Wednesday, November 28, 2007

Personal Asides: Finish This Bit of Doggerel…Free Association of Thoughts on Political Subjects. .



Finish if you can…with search engines at rest…this bit of doggerel.

“A flea and a fly in a flue/

Were imprisoned so what could they do?




Free Association.

Two Illinois-born septuagenarian journalists are at the head of the line as Washington pundits. Robert Novak, born in Joliet, who for many years has been a friend of mine has the reputation of being a Republican—but that’s not right. He is first of all a news-gatherer and lets the chips fall where they may. He has a tendency to be somewhat mischievous as with his leaked notation the other day that Hillary Clinton people have something on Barack Obama and may leak it.

This angered the Mother Superior of Liberal Self-Righteousness, Carol Marin but when I had lunch the other day with a person high up in the Obama campaign, I learned that the rumor that Hillary’s got something on Obama and may have it divulged has been on the street for weeks. Ms. Marin would like to install the Marquis of Queensbury rules on political journalism so that the onus always falls on conservatives (she interviewed Henry Hyde a few years ago and told him that her elderly aunt couldn’t bring herself to vote for him because the old aunt is Democrat—which I am sure disturbed the venerable Henry not a bit). But sadly the Mother Superior who wears her ideology on her sleeve isn’t making the rules. Anyhow the Mother Superior doesn’t like it when rumors fly that somebody may have something on Obama. That is so-so-so how shall we say, un-genteel. Now if somebody had something on Bush that would be another matter.

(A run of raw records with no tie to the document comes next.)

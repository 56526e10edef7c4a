//! HTML fragment for the theme details modal.
//!
//! The dashboard injects `html_content` straight into the modal body, so all
//! text is escaped here. Rich-text fields are reduced to plain text first.

use std::fmt::{self, Write};

use tracker_core::action_status::{ActionStatus, StatusCounts};
use tracker_core::html::{escape, strip_tags};
use tracker_core::language::Language;

/// One Action row in the fragment, with text already resolved.
#[derive(Debug, Clone)]
pub struct ActionView<'a> {
    pub title: &'a str,
    pub status: ActionStatus,
    pub small_description: &'a str,
    pub update: &'a str,
}

/// One Objective section and its approved Actions.
#[derive(Debug, Clone)]
pub struct ObjectiveView<'a> {
    pub title: &'a str,
    pub actions: Vec<ActionView<'a>>,
}

struct Labels {
    progress: &'static str,
    objectives: &'static str,
    no_actions: &'static str,
    latest_update: &'static str,
    not_found_title: &'static str,
    not_found_message: &'static str,
}

const EN: Labels = Labels {
    progress: "Action Progress",
    objectives: "Objectives",
    no_actions: "No approved actions yet.",
    latest_update: "Latest update",
    not_found_title: "Theme Not Found",
    not_found_message: "This strategic theme does not exist or has been removed.",
};

const GA: Labels = Labels {
    progress: "Dul Chun Cinn na nGníomhartha",
    objectives: "Cuspóirí",
    no_actions: "Níl aon ghníomhartha ceadaithe fós.",
    latest_update: "An nuashonrú is déanaí",
    not_found_title: "Téama Gan Aimsiú",
    not_found_message: "Níl an téama straitéiseach seo ann nó baineadh é.",
};

fn labels(language: Language) -> &'static Labels {
    match language {
        Language::English => &EN,
        Language::Irish => &GA,
    }
}

fn plain(rich: &str) -> String {
    escape(strip_tags(rich).trim())
}

/// `(html_content, title)` for an unknown theme.
pub fn theme_not_found(language: Language) -> (String, &'static str) {
    let l = labels(language);
    (format!("<p>{}</p>", l.not_found_message), l.not_found_title)
}

/// Render the progress counters and the objective/action listing.
pub fn theme_details_fragment(
    counts: &StatusCounts,
    objectives: &[ObjectiveView<'_>],
    language: Language,
) -> String {
    let mut html = String::new();
    write_fragment(&mut html, counts, objectives, labels(language), language)
        .expect("writing to a String cannot fail");
    html
}

fn write_fragment(
    html: &mut String,
    counts: &StatusCounts,
    objectives: &[ObjectiveView<'_>],
    l: &Labels,
    language: Language,
) -> fmt::Result {
    write!(
        html,
        "<section class=\"theme-progress\"><h3>{}</h3><div class=\"progress-counters\">",
        l.progress
    )?;
    for (status, value) in [
        (ActionStatus::Completed, counts.completed),
        (ActionStatus::InProgress, counts.in_progress),
        (ActionStatus::NotStarted, counts.not_started),
    ] {
        write!(
            html,
            "<div class=\"progress-counter {token}\">\
             <span class=\"counter\" data-target=\"{value}\">0</span> \
             <span class=\"counter-label\">{label}</span>\
             <span class=\"counter-percent\">{percent}%</span></div>",
            token = status.token(),
            label = status.label(language),
            percent = counts.percent(value),
        )?;
    }
    html.push_str("</div></section>");

    write!(html, "<section class=\"theme-objectives\"><h3>{}</h3>", l.objectives)?;
    for objective in objectives {
        write!(
            html,
            "<article class=\"objective\"><h4>{}</h4>",
            escape(objective.title)
        )?;
        if objective.actions.is_empty() {
            write!(html, "<p class=\"no-actions\">{}</p>", l.no_actions)?;
        } else {
            html.push_str("<ul class=\"actions\">");
            for action in &objective.actions {
                write_action(html, action, l, language)?;
            }
            html.push_str("</ul>");
        }
        html.push_str("</article>");
    }
    html.push_str("</section>");
    Ok(())
}

fn write_action(
    html: &mut String,
    action: &ActionView<'_>,
    l: &Labels,
    language: Language,
) -> fmt::Result {
    write!(
        html,
        "<li class=\"action {token}\"><strong>{title}</strong> \
         <span class=\"status\">{status}</span>",
        token = action.status.token(),
        title = escape(action.title),
        status = action.status.label(language),
    )?;
    let summary = plain(action.small_description);
    if !summary.is_empty() {
        write!(html, "<p class=\"summary\">{summary}</p>")?;
    }
    let update = plain(action.update);
    if !update.is_empty() {
        write!(
            html,
            "<p class=\"update\"><em>{}:</em> {update}</p>",
            l.latest_update
        )?;
    }
    html.push_str("</li>");
    Ok(())
}

#[cfg(test)]
mod tests {
    use super::*;

    fn counts() -> StatusCounts {
        StatusCounts {
            completed: 1,
            in_progress: 2,
            not_started: 1,
        }
    }

    #[test]
    fn counters_carry_data_targets() {
        let html = theme_details_fragment(&counts(), &[], Language::English);
        assert!(html.contains("Action Progress"));
        assert!(html.contains("data-target=\"1\""));
        assert!(html.contains("data-target=\"2\""));
        assert!(html.contains("50%"));
    }

    #[test]
    fn text_is_escaped_and_rich_text_flattened() {
        let objectives = [ObjectiveView {
            title: "Skills & <Training>",
            actions: vec![ActionView {
                title: "Run <b>workshops</b>",
                status: ActionStatus::InProgress,
                small_description: "<p>Short</p>",
                update: "<p>First <em>cohort</em> done</p>",
            }],
        }];
        let html = theme_details_fragment(&counts(), &objectives, Language::English);
        assert!(html.contains("Skills &amp; &lt;Training&gt;"));
        assert!(html.contains("Run &lt;b&gt;workshops&lt;/b&gt;"));
        assert!(html.contains("First cohort done"));
        assert!(html.contains("Latest update"));
    }

    #[test]
    fn every_opened_element_is_closed() {
        let action = |title| ActionView {
            title,
            status: ActionStatus::Completed,
            small_description: "<p>Summary</p>",
            update: "Done",
        };
        let objectives = [
            ObjectiveView {
                title: "First",
                actions: vec![action("A"), action("B")],
            },
            ObjectiveView {
                title: "Second",
                actions: vec![],
            },
        ];
        let html = theme_details_fragment(&counts(), &objectives, Language::English);
        for tag in ["section", "article", "ul", "li", "div", "p"] {
            let opened = html.matches(&format!("<{tag}>")).count()
                + html.matches(&format!("<{tag} ")).count();
            let closed = html.matches(&format!("</{tag}>")).count();
            assert_eq!(opened, closed, "unbalanced <{tag}>");
        }
        assert_eq!(html.matches("<li ").count(), 2);
    }

    #[test]
    fn blank_update_is_omitted() {
        let objectives = [ObjectiveView {
            title: "O",
            actions: vec![ActionView {
                title: "A",
                status: ActionStatus::NotStarted,
                small_description: "",
                update: "",
            }],
        }];
        let html = theme_details_fragment(&counts(), &objectives, Language::English);
        assert!(!html.contains("class=\"update\""));
    }

    #[test]
    fn irish_labels() {
        let objectives = [ObjectiveView {
            title: "O",
            actions: vec![],
        }];
        let html = theme_details_fragment(&counts(), &objectives, Language::Irish);
        assert!(html.contains("Dul Chun Cinn na nGníomhartha"));
        assert!(html.contains("Críochnaithe"));
        assert!(html.contains("Níl aon ghníomhartha ceadaithe fós."));
    }

    #[test]
    fn not_found_messages() {
        let (html, title) = theme_not_found(Language::English);
        assert_eq!(
            html,
            "<p>This strategic theme does not exist or has been removed.</p>"
        );
        assert_eq!(title, "Theme Not Found");
        assert_eq!(theme_not_found(Language::Irish).1, "Téama Gan Aimsiú");
    }
}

Bob is a brilliant economic and social conservative and I would also say an Arab-ist, a tough critic of Israel, a supporter of term limits, what else? He is too much a fan of Jack Kemp for my taste: I believe Kemp is about as much an economic determinist as Karl Marx (only on the free market side). Everything with Kemp is shaped by economics. I vowed that if he ever used that hoary old line “a rising tide lifts all boats” I would regurgitate all over his copy of Adam Smith. Kemp is a classic example of a athletic jock who played ball while his classmates at Occidental were studying, who came late to ideas and has never gotten over it. When I used to go into his office every so often he would drop allusions to Plato’s analogy of the cave. Freshman Philosophy 101. Kemp is also gutless. His running HUD was a disaster.

In addition to everything else, Novak has written the bravest i.e. self-revelatory autobiography I have ever read with the exception of the diary of Samuel Pepys. “Prince of Darkness” is an outstanding piece of work and you should read it—topped only by the TV interview conducted of him on EWTN by Raymond Arroyo who is really one of the best interviewers in the business but who is too much ignored because he is not on the networks or major cable stations. His interviews with bishops are superb.

The other big name journalist from Illinois is David Broder. Reading David Broder doesn’t tell you anything. He eschews gossip of course, eschews ideology and writes ploddingly. In private conversation he is crisp and insightful. He is an excellent speaker. Were he to develop his journalism to match his speaking style he would be truly notable. He is so fusty, so establishmentarian in his ponderous, cliché-driven opinions it is just natural that he has won a Pulitzer prize for commentary. Just the kind of stuff the Pulitzer prize committee would vote for—stuff that doesn’t offend anybody and carries with it a residue of political correctness. I am saddened that Bob Novak hasn’t won a Pulitzer since the stuff he details is fresh and original. But then the Pulitzer people are resolutely unoriginal and if you are a critic of Israel as Bob is that disqualifies you.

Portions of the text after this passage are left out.